Glenda has co-authored a book on caring for ageing parents; an article on inclusive day services for older people; produced an Edinburgh Festival Fringe show and an instigator of many City of Edinburgh Council Reports on A City For All Ages from 2001 to 2010.
Margaret McKeith, Lead For Reshaping Care For Older People, Scottish Care
Margaret is a nurse with a special interest in older adults. She ran an award winning Care at Home business, has worked with Alzheimer Scotland and has undertaken an MBA. She is a founder member and Executive Director of Scottish Care at Home.
Mary is a music teacher, a graduate of the RSAMD and Moray House. Mary was appointed to lead the development of Lothian Region’s first arts policy and new arts unit in 1992. Working with local and national artists, organisations and festivals, she developed the interface between arts/culture and learning. She brought educators and artists together for the benefit of learners of all ages and enjoyed encouraging the development of teaching artists.
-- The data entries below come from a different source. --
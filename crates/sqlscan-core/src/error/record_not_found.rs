use super::Error;

/// Error when a single-row query returns no rows.
#[derive(Debug)]
pub(super) struct RecordNotFoundError {
    context: Option<Box<str>>,
}

impl std::error::Error for RecordNotFoundError {}

impl core::fmt::Display for RecordNotFoundError {
    fn fmt(&self, f: &mut core::fmt::Formatter) -> core::fmt::Result {
        f.write_str("record not found")?;
        if let Some(ref ctx) = self.context {
            write!(f, ": {}", ctx)?;
        }
        Ok(())
    }
}

impl Error {
    /// Creates a record not found error.
    ///
    /// This is the designated "no rows" error: callers distinguish an empty
    /// result from other failures with [`Error::is_record_not_found`].
    pub fn record_not_found(context: impl Into<String>) -> Error {
        let context = context.into();
        Error::from(super::ErrorKind::RecordNotFound(RecordNotFoundError {
            context: (!context.is_empty()).then(|| context.into()),
        }))
    }

    /// Returns `true` if this error is a record not found error.
    pub fn is_record_not_found(&self) -> bool {
        self.any_kind(|kind| matches!(kind, super::ErrorKind::RecordNotFound(_)))
    }
}
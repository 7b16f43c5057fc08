use super::{DbAttr, ErrorSet};

use syn::{ext::IdentExt, visit::Visit};

#[derive(Debug)]
pub(crate) struct Field {
    /// Field identifier, as written (possibly raw)
    pub(crate) ident: syn::Ident,

    /// Declared name, used when the field has no tag
    pub(crate) name: String,

    /// Field type
    pub(crate) ty: syn::Type,

    /// Parsed `#[db(..)]` attribute
    pub(crate) attr: DbAttr,
}

impl Field {
    pub(super) fn from_ast(field: &syn::Field, record_ident: &syn::Ident) -> syn::Result<Field> {
        let Some(ident) = &field.ident else {
            return Err(syn::Error::new_spanned(field, "record fields must be named"));
        };

        let mut errs = ErrorSet::new();
        let mut attr = None;

        for node in &field.attrs {
            if !node.path().is_ident("db") {
                continue;
            }

            if attr.is_some() {
                errs.push(syn::Error::new_spanned(node, "duplicate #[db] attribute"));
                continue;
            }

            match DbAttr::from_ast(node) {
                Ok(parsed) => attr = Some(parsed),
                Err(err) => errs.push(err),
            }
        }

        if let Some(err) = errs.collect() {
            return Err(err);
        }

        let attr = attr.unwrap_or_default();

        if !attr.skip && mentions(&field.ty, record_ident) {
            return Err(syn::Error::new_spanned(
                &field.ty,
                "recursive record fields are not supported",
            ));
        }

        Ok(Field {
            ident: ident.clone(),
            name: ident.unraw().to_string(),
            ty: field.ty.clone(),
            attr,
        })
    }
}

/// Returns `true` if `ty` refers to `Self` or to the record being derived.
fn mentions(ty: &syn::Type, record_ident: &syn::Ident) -> bool {
    struct Finder<'a> {
        record_ident: &'a syn::Ident,
        found: bool,
    }

    impl<'ast> Visit<'ast> for Finder<'_> {
        fn visit_path_segment(&mut self, segment: &'ast syn::PathSegment) {
            if segment.ident == "Self" || segment.ident == *self.record_ident {
                self.found = true;
            }
            syn::visit::visit_path_segment(self, segment);
        }
    }

    let mut finder = Finder {
        record_ident,
        found: false,
    };
    finder.visit_type(ty);
    finder.found
}
mod db_attr;
pub(crate) use db_attr::DbAttr;

mod error;
pub(crate) use error::ErrorSet;

mod field;
pub(crate) use field::Field;

mod record;
pub(crate) use record::Record;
As Arts and Learning Manager for City of Edinburgh Council, Mary’s responsibilities covered the Instrumental Music Service, Cultural Coordinators and Creative Links, dance and drama officers, the Youth Music Initiative, grants to organisations, Pilton Video and the arts within informal learning. The authority gained national recognition for its provision, including awards from the National Music Council, UK.
Mary has produced acclaimed high profile events involving young performers and has been a member of many advisory panels. For SAC (now Creative Scotland), these include the Cultural Coordinators’ Reference Group and chairing the review of youth theatre in Scotland (2006). She is a past director of Edinburgh Jazz and Blues Festival and former Chair of the Board of Promote YT. She now concentrates on personal projects and freelance consultancy.